_Work task:_
Each line of the listing that contains the word "Germany" is to be copied.
* * * *
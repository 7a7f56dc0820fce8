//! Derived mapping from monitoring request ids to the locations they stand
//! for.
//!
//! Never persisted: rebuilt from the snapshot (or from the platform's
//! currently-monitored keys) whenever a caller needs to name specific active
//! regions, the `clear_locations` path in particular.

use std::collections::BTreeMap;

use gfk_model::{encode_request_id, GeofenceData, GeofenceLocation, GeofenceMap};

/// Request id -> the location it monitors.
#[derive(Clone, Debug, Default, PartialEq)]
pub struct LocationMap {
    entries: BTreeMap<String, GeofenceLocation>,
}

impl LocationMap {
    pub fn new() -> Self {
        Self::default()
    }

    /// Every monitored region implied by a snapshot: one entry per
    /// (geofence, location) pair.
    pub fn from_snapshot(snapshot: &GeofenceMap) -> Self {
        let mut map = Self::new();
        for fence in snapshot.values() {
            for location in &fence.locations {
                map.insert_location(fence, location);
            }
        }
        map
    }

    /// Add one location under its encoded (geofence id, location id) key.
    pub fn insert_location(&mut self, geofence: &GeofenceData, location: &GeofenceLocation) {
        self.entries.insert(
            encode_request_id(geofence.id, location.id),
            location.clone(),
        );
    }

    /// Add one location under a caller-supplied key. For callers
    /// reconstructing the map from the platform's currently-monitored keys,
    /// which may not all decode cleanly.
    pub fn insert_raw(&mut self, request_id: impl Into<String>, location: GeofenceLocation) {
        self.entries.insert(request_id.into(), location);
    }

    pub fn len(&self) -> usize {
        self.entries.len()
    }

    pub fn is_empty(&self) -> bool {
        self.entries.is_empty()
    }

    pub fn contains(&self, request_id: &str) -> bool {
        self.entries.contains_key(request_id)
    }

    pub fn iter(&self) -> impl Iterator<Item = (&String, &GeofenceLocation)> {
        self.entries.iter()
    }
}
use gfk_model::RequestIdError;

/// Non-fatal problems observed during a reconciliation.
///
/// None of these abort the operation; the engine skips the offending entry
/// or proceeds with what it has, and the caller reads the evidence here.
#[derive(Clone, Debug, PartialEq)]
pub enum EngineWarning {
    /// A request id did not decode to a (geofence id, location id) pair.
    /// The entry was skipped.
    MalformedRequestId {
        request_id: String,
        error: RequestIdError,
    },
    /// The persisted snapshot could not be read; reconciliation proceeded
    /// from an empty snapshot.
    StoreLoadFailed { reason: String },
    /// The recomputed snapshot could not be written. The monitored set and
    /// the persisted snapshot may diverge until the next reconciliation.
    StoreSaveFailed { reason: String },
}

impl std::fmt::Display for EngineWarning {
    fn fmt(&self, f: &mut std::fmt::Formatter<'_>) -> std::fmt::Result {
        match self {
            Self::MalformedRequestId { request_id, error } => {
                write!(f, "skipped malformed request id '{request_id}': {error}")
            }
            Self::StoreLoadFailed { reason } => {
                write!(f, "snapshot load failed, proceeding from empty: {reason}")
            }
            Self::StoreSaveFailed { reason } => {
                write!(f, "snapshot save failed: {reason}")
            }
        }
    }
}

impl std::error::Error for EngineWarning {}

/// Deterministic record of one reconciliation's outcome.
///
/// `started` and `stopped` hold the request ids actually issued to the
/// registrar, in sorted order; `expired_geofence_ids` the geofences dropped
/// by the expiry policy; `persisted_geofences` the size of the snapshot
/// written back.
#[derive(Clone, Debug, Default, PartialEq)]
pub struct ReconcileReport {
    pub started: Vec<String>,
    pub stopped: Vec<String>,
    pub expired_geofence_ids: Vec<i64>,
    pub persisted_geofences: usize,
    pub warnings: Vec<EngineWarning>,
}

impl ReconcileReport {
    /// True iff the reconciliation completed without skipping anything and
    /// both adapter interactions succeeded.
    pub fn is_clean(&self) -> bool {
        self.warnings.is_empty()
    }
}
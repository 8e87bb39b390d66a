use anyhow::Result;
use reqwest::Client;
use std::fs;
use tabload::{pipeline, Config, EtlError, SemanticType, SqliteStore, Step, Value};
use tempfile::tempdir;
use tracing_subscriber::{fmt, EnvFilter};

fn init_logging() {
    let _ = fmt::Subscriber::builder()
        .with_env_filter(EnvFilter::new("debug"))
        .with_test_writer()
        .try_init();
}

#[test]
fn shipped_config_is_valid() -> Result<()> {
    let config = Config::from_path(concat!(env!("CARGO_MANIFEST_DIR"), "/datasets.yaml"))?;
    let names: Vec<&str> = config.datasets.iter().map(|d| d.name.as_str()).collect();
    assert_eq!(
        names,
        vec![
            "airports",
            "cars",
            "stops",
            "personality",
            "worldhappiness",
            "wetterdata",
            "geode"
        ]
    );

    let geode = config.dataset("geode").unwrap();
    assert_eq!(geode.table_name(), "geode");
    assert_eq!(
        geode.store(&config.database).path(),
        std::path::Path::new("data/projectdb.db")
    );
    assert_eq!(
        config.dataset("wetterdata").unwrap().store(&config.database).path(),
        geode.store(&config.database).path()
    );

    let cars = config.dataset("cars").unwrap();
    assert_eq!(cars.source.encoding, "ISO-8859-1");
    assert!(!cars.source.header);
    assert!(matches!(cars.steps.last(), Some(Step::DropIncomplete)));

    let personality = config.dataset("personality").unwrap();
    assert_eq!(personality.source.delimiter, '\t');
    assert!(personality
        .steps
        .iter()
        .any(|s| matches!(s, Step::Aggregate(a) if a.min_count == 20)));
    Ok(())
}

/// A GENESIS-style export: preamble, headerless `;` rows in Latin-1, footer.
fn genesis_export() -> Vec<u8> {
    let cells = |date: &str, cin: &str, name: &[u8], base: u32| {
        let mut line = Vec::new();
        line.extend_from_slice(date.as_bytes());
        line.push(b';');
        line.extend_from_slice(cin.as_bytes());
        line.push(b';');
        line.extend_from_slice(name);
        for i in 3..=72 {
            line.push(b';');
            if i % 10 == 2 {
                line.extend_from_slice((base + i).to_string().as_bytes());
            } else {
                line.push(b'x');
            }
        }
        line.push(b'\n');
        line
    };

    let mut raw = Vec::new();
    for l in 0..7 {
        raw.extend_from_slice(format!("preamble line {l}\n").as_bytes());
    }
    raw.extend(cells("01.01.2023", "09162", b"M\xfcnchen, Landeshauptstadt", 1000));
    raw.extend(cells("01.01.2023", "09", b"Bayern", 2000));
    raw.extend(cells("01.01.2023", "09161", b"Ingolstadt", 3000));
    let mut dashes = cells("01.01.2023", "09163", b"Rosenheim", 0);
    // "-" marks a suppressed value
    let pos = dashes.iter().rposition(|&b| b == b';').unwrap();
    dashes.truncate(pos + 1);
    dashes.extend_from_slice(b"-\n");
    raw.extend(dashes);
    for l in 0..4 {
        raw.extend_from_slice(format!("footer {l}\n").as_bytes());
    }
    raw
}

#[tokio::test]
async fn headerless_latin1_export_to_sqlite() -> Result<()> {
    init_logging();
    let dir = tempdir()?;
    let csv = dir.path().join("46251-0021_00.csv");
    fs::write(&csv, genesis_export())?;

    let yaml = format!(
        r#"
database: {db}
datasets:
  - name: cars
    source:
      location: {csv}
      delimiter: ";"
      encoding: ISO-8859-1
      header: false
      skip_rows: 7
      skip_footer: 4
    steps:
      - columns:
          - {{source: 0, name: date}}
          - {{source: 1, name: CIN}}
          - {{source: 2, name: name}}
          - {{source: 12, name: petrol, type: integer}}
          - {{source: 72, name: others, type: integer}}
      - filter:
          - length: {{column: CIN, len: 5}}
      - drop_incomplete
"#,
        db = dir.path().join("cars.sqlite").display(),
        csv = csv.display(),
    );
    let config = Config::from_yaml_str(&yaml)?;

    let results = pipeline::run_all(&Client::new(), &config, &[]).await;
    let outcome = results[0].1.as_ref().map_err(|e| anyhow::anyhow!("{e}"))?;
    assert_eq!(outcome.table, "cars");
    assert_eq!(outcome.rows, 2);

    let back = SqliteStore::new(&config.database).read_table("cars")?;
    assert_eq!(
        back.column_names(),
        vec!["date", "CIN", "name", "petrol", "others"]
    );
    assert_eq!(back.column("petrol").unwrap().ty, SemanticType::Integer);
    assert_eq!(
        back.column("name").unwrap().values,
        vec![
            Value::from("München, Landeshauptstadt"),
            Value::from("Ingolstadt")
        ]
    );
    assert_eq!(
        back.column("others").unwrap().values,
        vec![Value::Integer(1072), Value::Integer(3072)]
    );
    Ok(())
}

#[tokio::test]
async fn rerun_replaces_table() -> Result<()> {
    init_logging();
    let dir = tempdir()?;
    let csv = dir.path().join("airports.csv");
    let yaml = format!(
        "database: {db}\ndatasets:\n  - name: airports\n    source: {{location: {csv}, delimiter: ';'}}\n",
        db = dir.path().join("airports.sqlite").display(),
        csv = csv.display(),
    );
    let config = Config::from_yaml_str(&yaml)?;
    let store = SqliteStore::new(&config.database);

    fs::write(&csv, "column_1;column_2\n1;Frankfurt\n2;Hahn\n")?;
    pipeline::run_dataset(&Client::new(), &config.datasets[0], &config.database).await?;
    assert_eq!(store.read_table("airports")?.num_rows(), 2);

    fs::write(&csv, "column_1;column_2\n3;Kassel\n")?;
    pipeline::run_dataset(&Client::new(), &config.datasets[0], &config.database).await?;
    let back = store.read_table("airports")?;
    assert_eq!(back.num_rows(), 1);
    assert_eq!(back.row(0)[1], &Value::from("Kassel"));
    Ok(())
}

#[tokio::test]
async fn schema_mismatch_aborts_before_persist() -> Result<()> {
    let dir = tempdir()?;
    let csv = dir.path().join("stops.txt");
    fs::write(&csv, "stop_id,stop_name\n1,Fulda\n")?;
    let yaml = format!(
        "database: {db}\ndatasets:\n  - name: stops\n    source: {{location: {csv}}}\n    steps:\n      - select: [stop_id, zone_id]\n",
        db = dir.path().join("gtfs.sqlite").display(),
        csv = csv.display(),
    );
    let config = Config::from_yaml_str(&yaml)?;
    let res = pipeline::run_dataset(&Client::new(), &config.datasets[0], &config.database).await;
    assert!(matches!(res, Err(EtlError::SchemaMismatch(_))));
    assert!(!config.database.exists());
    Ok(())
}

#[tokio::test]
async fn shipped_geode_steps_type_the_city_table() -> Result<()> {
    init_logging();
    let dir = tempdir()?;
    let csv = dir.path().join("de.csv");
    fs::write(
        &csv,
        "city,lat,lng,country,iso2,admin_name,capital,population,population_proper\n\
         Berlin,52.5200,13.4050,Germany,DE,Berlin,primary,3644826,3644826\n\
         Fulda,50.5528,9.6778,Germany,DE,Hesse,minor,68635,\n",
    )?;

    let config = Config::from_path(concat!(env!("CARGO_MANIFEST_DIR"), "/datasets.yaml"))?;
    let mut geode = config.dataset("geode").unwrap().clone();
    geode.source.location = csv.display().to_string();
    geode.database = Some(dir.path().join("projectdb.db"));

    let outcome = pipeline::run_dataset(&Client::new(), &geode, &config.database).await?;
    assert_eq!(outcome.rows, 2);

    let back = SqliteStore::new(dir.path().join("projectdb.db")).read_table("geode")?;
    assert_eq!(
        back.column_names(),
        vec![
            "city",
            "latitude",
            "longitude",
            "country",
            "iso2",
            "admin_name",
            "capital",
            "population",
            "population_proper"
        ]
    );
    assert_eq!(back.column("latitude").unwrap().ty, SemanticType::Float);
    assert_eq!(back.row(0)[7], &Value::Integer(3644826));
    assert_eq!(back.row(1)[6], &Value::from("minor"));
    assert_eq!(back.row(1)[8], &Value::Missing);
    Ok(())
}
* * * *
_Task response:_
         Berlin,52.5200,13.4050,Germany,DE,Berlin,primary,3644826,3644826\n\
         Fulda,50.5528,9.6778,Germany,DE,Hesse,minor,68635,\n",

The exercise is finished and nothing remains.